The four-and-a-half-year-old hybrid tips the scales at over a thousand pounds (over 450 kilograms), and eats 30 to 50 pounds (14 to 23 kilograms) of raw meat every other day.
"Samson is really picky. He'll only eat beef, elk, and venison," Smith said. "We try and feed him chicken, like the other animals, but he won't touch it. He'll let it rot in the sun."
The sanctuarywhose mission is to educate people about wild animals and emphasize that they don't make good petshas seen a surge in visitors since Samson's arrival in June.

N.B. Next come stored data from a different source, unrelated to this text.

//! Deal — the tracked sales record.
//!
//! A deal is a single mutable row: a label, a lifecycle status, an assignee,
//! and a monetary value, plus two store-assigned timestamps. Inbound payloads
//! arrive as a [`DealDraft`] and are validated into a [`NewDeal`] (create /
//! full replace) or a [`DealPatch`] (partial update).

use chrono::{DateTime, Utc};
use rust_decimal::Decimal;
use serde::{Deserialize, Serialize};

use crate::error::FieldErrors;

// ─── Status ──────────────────────────────────────────────────────────────────

/// Lifecycle state of a deal.
#[derive(Debug, Clone, Copy, PartialEq, Eq, Default, Serialize, Deserialize)]
#[serde(rename_all = "lowercase")]
pub enum DealStatus {
  #[default]
  Active,
  Inactive,
  Archived,
}

impl DealStatus {
  pub const CHOICES: [DealStatus; 3] =
    [Self::Active, Self::Inactive, Self::Archived];

  pub fn as_str(self) -> &'static str {
    match self {
      Self::Active => "active",
      Self::Inactive => "inactive",
      Self::Archived => "archived",
    }
  }

  /// Parse a wire value. Returns `None` for anything outside the enumeration.
  pub fn parse(s: &str) -> Option<Self> {
    match s {
      "active" => Some(Self::Active),
      "inactive" => Some(Self::Inactive),
      "archived" => Some(Self::Archived),
      _ => None,
    }
  }
}

// ─── Deal ────────────────────────────────────────────────────────────────────

/// A persisted deal, as read back from a store.
///
/// `id` is store-assigned and immutable. `creation_date` is written exactly
/// once; `last_updated` is refreshed on every write, so
/// `last_updated >= creation_date` always holds.
#[derive(Debug, Clone, PartialEq, Serialize, Deserialize)]
pub struct Deal {
  pub id:                  i64,
  pub name:                String,
  pub description:         String,
  pub status:              DealStatus,
  pub assigned_to_user_id: i64,
  pub value:               Decimal,
  pub creation_date:       DateTime<Utc>,
  pub last_updated:        DateTime<Utc>,
}

/// Validated input for creating or fully replacing a deal.
///
/// Construct via [`DealDraft::into_new_deal`]; the store assigns `id` and
/// both timestamps.
#[derive(Debug, Clone, PartialEq)]
pub struct NewDeal {
  pub name:                String,
  pub description:         String,
  pub status:              DealStatus,
  pub assigned_to_user_id: i64,
  pub value:               Decimal,
}

/// Validated partial update. `None` fields are left untouched; the store
/// still refreshes `last_updated` even when every field is `None`.
#[derive(Debug, Clone, Default, PartialEq)]
pub struct DealPatch {
  pub name:                Option<String>,
  pub description:         Option<String>,
  pub status:              Option<DealStatus>,
  pub assigned_to_user_id: Option<i64>,
  pub value:               Option<Decimal>,
}

// ─── Draft & validation ──────────────────────────────────────────────────────

/// Maximum length of `name`, in characters.
pub const NAME_MAX_CHARS: usize = 200;
/// Maximum significant digits accepted for `value`.
pub const VALUE_MAX_DIGITS: usize = 10;
/// Maximum decimal places accepted for `value`; accepted values are rescaled
/// to exactly this many places.
pub const VALUE_DECIMAL_PLACES: usize = 2;

const MSG_REQUIRED: &str = "This field is required.";

/// The raw wire shape of a create/update body.
///
/// Every field is optional at this layer; unknown fields are rejected at
/// deserialisation time. `value` deserialises from either a JSON string or a
/// JSON number.
#[derive(Debug, Clone, Default, Deserialize)]
#[serde(deny_unknown_fields)]
pub struct DealDraft {
  pub name:                Option<String>,
  pub description:         Option<String>,
  pub status:              Option<String>,
  pub assigned_to_user_id: Option<i64>,
  pub value:               Option<Decimal>,
}

impl DealDraft {
  /// Validate the draft as a full payload (create or replace).
  ///
  /// `name`, `assigned_to_user_id`, and `value` are required. An omitted
  /// `description` becomes the empty string and an omitted `status` defaults
  /// to [`DealStatus::Active`]. All failing fields are reported together.
  pub fn into_new_deal(self) -> Result<NewDeal, FieldErrors> {
    let mut errors = FieldErrors::new();

    let name = match self.name {
      Some(name) => validate_name(name, &mut errors),
      None => {
        errors.push("name", MSG_REQUIRED);
        None
      }
    };

    let status = match self.status.as_deref() {
      Some(raw) => validate_status(raw, &mut errors),
      None => Some(DealStatus::default()),
    };

    let assigned_to_user_id = match self.assigned_to_user_id {
      Some(id) => Some(id),
      None => {
        errors.push("assigned_to_user_id", MSG_REQUIRED);
        None
      }
    };

    let value = match self.value {
      Some(value) => validate_value(value, &mut errors),
      None => {
        errors.push("value", MSG_REQUIRED);
        None
      }
    };

    match (name, status, assigned_to_user_id, value) {
      (Some(name), Some(status), Some(assigned_to_user_id), Some(value))
        if errors.is_empty() =>
      {
        Ok(NewDeal {
          name,
          description: self.description.unwrap_or_default(),
          status,
          assigned_to_user_id,
          value,
        })
      }
      _ => Err(errors),
    }
  }

  /// Validate the draft as a partial payload: only supplied fields are
  /// checked, and only supplied fields end up in the patch.
  pub fn into_patch(self) -> Result<DealPatch, FieldErrors> {
    let mut errors = FieldErrors::new();

    let name = self.name.and_then(|n| validate_name(n, &mut errors));
    let status = self
      .status
      .as_deref()
      .and_then(|raw| validate_status(raw, &mut errors));
    let value = self.value.and_then(|v| validate_value(v, &mut errors));

    if !errors.is_empty() {
      return Err(errors);
    }

    Ok(DealPatch {
      name,
      description: self.description,
      status,
      assigned_to_user_id: self.assigned_to_user_id,
      value,
    })
  }
}

fn validate_name(name: String, errors: &mut FieldErrors) -> Option<String> {
  if name.trim().is_empty() {
    errors.push("name", "This field may not be blank.");
    return None;
  }
  if name.chars().count() > NAME_MAX_CHARS {
    errors.push(
      "name",
      format!("Ensure this field has no more than {NAME_MAX_CHARS} characters."),
    );
    return None;
  }
  Some(name)
}

fn validate_status(raw: &str, errors: &mut FieldErrors) -> Option<DealStatus> {
  match DealStatus::parse(raw) {
    Some(status) => Some(status),
    None => {
      errors.push("status", format!("\"{raw}\" is not a valid choice."));
      None
    }
  }
}

/// Enforce the precision contract: at most [`VALUE_MAX_DIGITS`] significant
/// digits, of which at most [`VALUE_DECIMAL_PLACES`] after the point.
/// Accepted values are rescaled to exactly two decimal places.
fn validate_value(value: Decimal, errors: &mut FieldErrors) -> Option<Decimal> {
  let rendered = value.normalize().abs().to_string();
  let (whole, frac) = match rendered.split_once('.') {
    Some((whole, frac)) => (whole, frac),
    None => (rendered.as_str(), ""),
  };
  let whole_digits = if whole == "0" { 0 } else { whole.len() };
  let decimal_places = frac.len();
  let max_whole_digits = VALUE_MAX_DIGITS - VALUE_DECIMAL_PLACES;

  if whole_digits + decimal_places > VALUE_MAX_DIGITS {
    errors.push(
      "value",
      format!("Ensure that there are no more than {VALUE_MAX_DIGITS} digits in total."),
    );
    return None;
  }
  if decimal_places > VALUE_DECIMAL_PLACES {
    errors.push(
      "value",
      format!(
        "Ensure that there are no more than {VALUE_DECIMAL_PLACES} decimal places."
      ),
    );
    return None;
  }
  if whole_digits > max_whole_digits {
    errors.push(
      "value",
      format!(
        "Ensure that there are no more than {max_whole_digits} digits before the decimal point."
      ),
    );
    return None;
  }

  let mut value = value;
  value.rescale(VALUE_DECIMAL_PLACES as u32);
  Some(value)
}

// ─── Tests ───────────────────────────────────────────────────────────────────

#[cfg(test)]
mod tests {
  use rust_decimal::Decimal;

  use super::*;

  fn full_draft() -> DealDraft {
    DealDraft {
      name:                Some("Acme renewal".into()),
      description:         Some("Annual contract renewal".into()),
      status:              Some("inactive".into()),
      assigned_to_user_id: Some(7),
      value:               Some(Decimal::new(150050, 2)), // 1500.50
    }
  }

  #[test]
  fn full_draft_validates() {
    let deal = full_draft().into_new_deal().unwrap();
    assert_eq!(deal.name, "Acme renewal");
    assert_eq!(deal.status, DealStatus::Inactive);
    assert_eq!(deal.value, Decimal::new(150050, 2));
  }

  #[test]
  fn status_defaults_to_active_when_omitted() {
    let mut draft = full_draft();
    draft.status = None;
    draft.description = None;
    let deal = draft.into_new_deal().unwrap();
    assert_eq!(deal.status, DealStatus::Active);
    assert_eq!(deal.description, "");
  }

  #[test]
  fn unknown_status_names_the_rejected_value() {
    let mut draft = full_draft();
    draft.status = Some("pending_approval".into());
    let errors = draft.into_new_deal().unwrap_err();
    assert_eq!(
      errors.get("status").unwrap(),
      &["\"pending_approval\" is not a valid choice.".to_string()]
    );
  }

  #[test]
  fn missing_name_is_a_field_error() {
    let mut draft = full_draft();
    draft.name = None;
    let errors = draft.into_new_deal().unwrap_err();
    assert_eq!(errors.get("name").unwrap(), &["This field is required."]);
  }

  #[test]
  fn blank_name_is_rejected() {
    let mut draft = full_draft();
    draft.name = Some("   ".into());
    let errors = draft.into_new_deal().unwrap_err();
    assert_eq!(errors.get("name").unwrap(), &["This field may not be blank."]);
  }

  #[test]
  fn overlong_name_is_rejected() {
    let mut draft = full_draft();
    draft.name = Some("x".repeat(NAME_MAX_CHARS + 1));
    let errors = draft.into_new_deal().unwrap_err();
    assert_eq!(
      errors.get("name").unwrap(),
      &["Ensure this field has no more than 200 characters."]
    );
  }

  #[test]
  fn missing_fields_accumulate() {
    let errors = DealDraft::default().into_new_deal().unwrap_err();
    assert!(errors.get("name").is_some());
    assert!(errors.get("assigned_to_user_id").is_some());
    assert!(errors.get("value").is_some());
    assert!(errors.get("status").is_none());
  }

  #[test]
  fn value_with_three_decimal_places_is_rejected() {
    let mut draft = full_draft();
    draft.value = Some(Decimal::new(1005, 3)); // 1.005
    let errors = draft.into_new_deal().unwrap_err();
    assert_eq!(
      errors.get("value").unwrap(),
      &["Ensure that there are no more than 2 decimal places."]
    );
  }

  #[test]
  fn value_with_nine_whole_digits_is_rejected() {
    let mut draft = full_draft();
    draft.value = Some(Decimal::new(123_456_789_5, 1)); // 123456789.5
    let errors = draft.into_new_deal().unwrap_err();
    assert_eq!(
      errors.get("value").unwrap(),
      &["Ensure that there are no more than 8 digits before the decimal point."]
    );
  }

  #[test]
  fn value_with_eleven_digits_is_rejected() {
    let mut draft = full_draft();
    draft.value = Some(Decimal::new(123_456_789_01, 2)); // 123456789.01
    let errors = draft.into_new_deal().unwrap_err();
    assert_eq!(
      errors.get("value").unwrap(),
      &["Ensure that there are no more than 10 digits in total."]
    );
  }

  #[test]
  fn value_is_rescaled_to_two_places() {
    let mut draft = full_draft();
    draft.value = Some(Decimal::new(100, 0)); // 100
    let deal = draft.into_new_deal().unwrap();
    assert_eq!(deal.value.to_string(), "100.00");
  }

  #[test]
  fn patch_keeps_only_supplied_fields() {
    let draft = DealDraft {
      status: Some("archived".into()),
      ..DealDraft::default()
    };
    let patch = draft.into_patch().unwrap();
    assert_eq!(patch.status, Some(DealStatus::Archived));
    assert_eq!(patch.name, None);
    assert_eq!(patch.value, None);
  }

  #[test]
  fn patch_still_validates_supplied_fields() {
    let draft = DealDraft {
      name: Some("".into()),
      status: Some("closed".into()),
      ..DealDraft::default()
    };
    let errors = draft.into_patch().unwrap_err();
    assert!(errors.get("name").is_some());
    assert!(errors.get("status").is_some());
  }

  #[test]
  fn draft_rejects_unknown_fields() {
    let err = serde_json::from_str::<DealDraft>(
      r#"{"name":"n","value":"1.00","assigned_to_user_id":1,"stage":"won"}"#,
    )
    .unwrap_err();
    assert!(err.to_string().contains("stage"));
  }
}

Much of the public's curiosity about the liger stems from Napoleon Dynamite, Smith said.
Smith worries that Samson is "becoming too much of a freak show."
If Samson had his way, Smith said, he'd sleep away the day inside, away from public view.
"We've had a huge ethical debate at the sanctuary on whether or not we should lock him out of his shed," Smith said. "But at the same time, he's why the visitors are coming."